你想想看,现代 CPU 和编译器为了优化,可能会对指令进行重排。比如:
std::atomic<bool> ready{false};
int data = 0;
// 线程1
data = 42;
ready.store(true, std::memory_order_release);
// 线程2
while (!ready.load(std::memory_order_acquire));
assert(data == 42); // 这个断言能通过吗?
如果用了 release 和 acquire 语义,就能保证线程2看到线程1对 data 的写入。这就是内存序的作用——它定义了原子操作之间的可见性约束。
六种内存序一览
| 内存序 | 含义 | 使用场景 |
|---|---|---|
| memory_order_relaxed | 只保证原子性,不保证顺序 | 计数器、统计量 |
| memory_order_consume | 数据依赖顺序(目前不建议使用) | 基本被 acquire 取代 |
| memory_order_acquire | 后续读写不能重排到该操作之前 | 读取标志位 |
| memory_order_release | 之前的读写不能重排到该操作之后 | 写入标志位 |
| memory_order_acq_rel | acquire + release | 读-改-写操作 |
| memory_order_seq_cst | 全局顺序一致(默认) | 默认选择,性能稍低 |
memory_order_relaxed。结果跑出来的数据时对时错。后来花了整整一天排查,才发现是内存序太宽松,导致不同线程看到的数据顺序不一致。所以我的建议是:除非你非常清楚自己在做什么,否则先用默认的 seq_cst,性能不够再优化。
无锁编程的核心思想
无锁编程,说白了就是利用原子操作和内存序,在不使用互斥锁的前提下实现线程安全。它的核心数据结构是「无锁队列」、「无锁栈」等。
最常见的无锁技术是 CAS(Compare-And-Swap),在 C++ 中对应 compare_exchange_weak/strong。

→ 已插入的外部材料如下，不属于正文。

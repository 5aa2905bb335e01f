//! The entity agents hunt
//!
//! The target (normally the player) is owned by the host and shared as a
//! [`SharedTarget`]. Agents only ever hold a weak [`TargetRef`], read its
//! position and damage it through [`Damageable`].

use horde_combat::Damageable;
use horde_core::EntityId;
use horde_math::Vec3;
use parking_lot::RwLock;
use std::fmt;
use std::sync::{Arc, Weak};

/// Something agents can sense, chase and attack
pub trait Target: Damageable {
    fn entity(&self) -> EntityId;

    /// Ground position
    fn position(&self) -> Vec3;

    /// Point agents measure distance to and steer toward (e.g. chest height)
    fn aim_point(&self) -> Vec3 {
        self.position()
    }
}

/// Host-owned target handle
pub type SharedTarget = Arc<RwLock<dyn Target + Send + Sync>>;

/// Wrap a target for sharing with agents
pub fn share_target<T: Target + Send + Sync + 'static>(target: T) -> SharedTarget {
    Arc::new(RwLock::new(target))
}

/// Weak, possibly empty reference to the target
#[derive(Clone, Default)]
pub struct TargetRef(Option<Weak<RwLock<dyn Target + Send + Sync>>>);

impl TargetRef {
    pub fn new(target: &SharedTarget) -> Self {
        Self(Some(Arc::downgrade(target)))
    }

    /// No target
    pub fn none() -> Self {
        Self(None)
    }

    pub fn upgrade(&self) -> Option<SharedTarget> {
        self.0.as_ref().and_then(Weak::upgrade)
    }

    /// Whether the target still exists
    pub fn is_tracked(&self) -> bool {
        self.upgrade().is_some()
    }

    /// Snapshot of the target's aim point
    pub fn aim_point(&self) -> Option<Vec3> {
        self.upgrade().map(|target| target.read().aim_point())
    }

    /// Snapshot of the target's ground position
    pub fn position(&self) -> Option<Vec3> {
        self.upgrade().map(|target| target.read().position())
    }
}

impl fmt::Debug for TargetRef {
    fn fmt(&self, f: &mut fmt::Formatter<'_>) -> fmt::Result {
        match self.upgrade() {
            Some(target) => write!(f, "TargetRef({})", target.read().entity()),
            None => write!(f, "TargetRef(none)"),
        }
    }
}

#[cfg(test)]
mod tests {
    use super::*;
    use horde_combat::{DamageInfo, DamageOutcome, Health};

    struct Dummy {
        health: Health,
    }

    impl Damageable for Dummy {
        fn apply_damage(&mut self, damage: &DamageInfo) -> DamageOutcome {
            self.health.apply(damage.effective_amount())
        }

        fn is_alive(&self) -> bool {
            self.health.is_alive()
        }
    }

    impl Target for Dummy {
        fn entity(&self) -> EntityId {
            EntityId::new(1, 0)
        }

        fn position(&self) -> Vec3 {
            Vec3::new(1.0, 0.0, 2.0)
        }
    }

    #[test]
    fn test_weak_reference_lapses() {
        let target = share_target(Dummy {
            health: Health::new(10.0),
        });
        let reference = TargetRef::new(&target);

        assert!(reference.is_tracked());
        assert_eq!(reference.aim_point(), Some(Vec3::new(1.0, 0.0, 2.0)));

        drop(target);
        assert!(!reference.is_tracked());
        assert_eq!(reference.aim_point(), None);
        assert!(!TargetRef::none().is_tracked());
    }
}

std::atomic<int> value{0};
void cas_example() {
int expected = 0;
int desired = 42;
// 如果 value 等于 expected,就换成 desired,返回 true
// 否则把 value 的值写入 expected,返回 false
if (value.compare_exchange_strong(expected, desired)) {
// 成功
} else {
// 失败,expected 被更新为当前值
}
}
无锁编程的难点在于处理 ABA 问题。简单说就是:一个值从 A 变成 B,又变回 A,CAS 检查时发现还是 A,就认为没被修改过。但实际上中间被改过。解决方法是使用带版本号的原子指针,比如 std::atomic<std::shared_ptr<T>> 或者用 tagged pointer。
知识体系图
下面这张图总结了本章的核心知识结构:
实际项目中的经验
我在做高性能消息队列时,用过无锁队列。当时对比了 std::mutex 和 std::atomic 实现的 SPSC(单生产者单消费者)队列。结果很有意思:在低竞争下,无锁版本比加锁版本快 3-5 倍;但在高竞争下,差距反而缩小了,因为 CAS 的失败重试也消耗了 CPU。
所以我的建议是:
- 简单场景:计数器、标志位,直接用
std::atomic加默认内存序 - 中等场景:需要传递数据,用
release/acquire语义 - 复杂场景:无锁数据结构,建议先评估是否真的需要。无锁编程的调试难度远高于加锁方案
嗯,关于原子操作和内存序,今天就聊到这里。记住一句话:并发编程没有银弹,理解底层原理,才能做出正确的选择。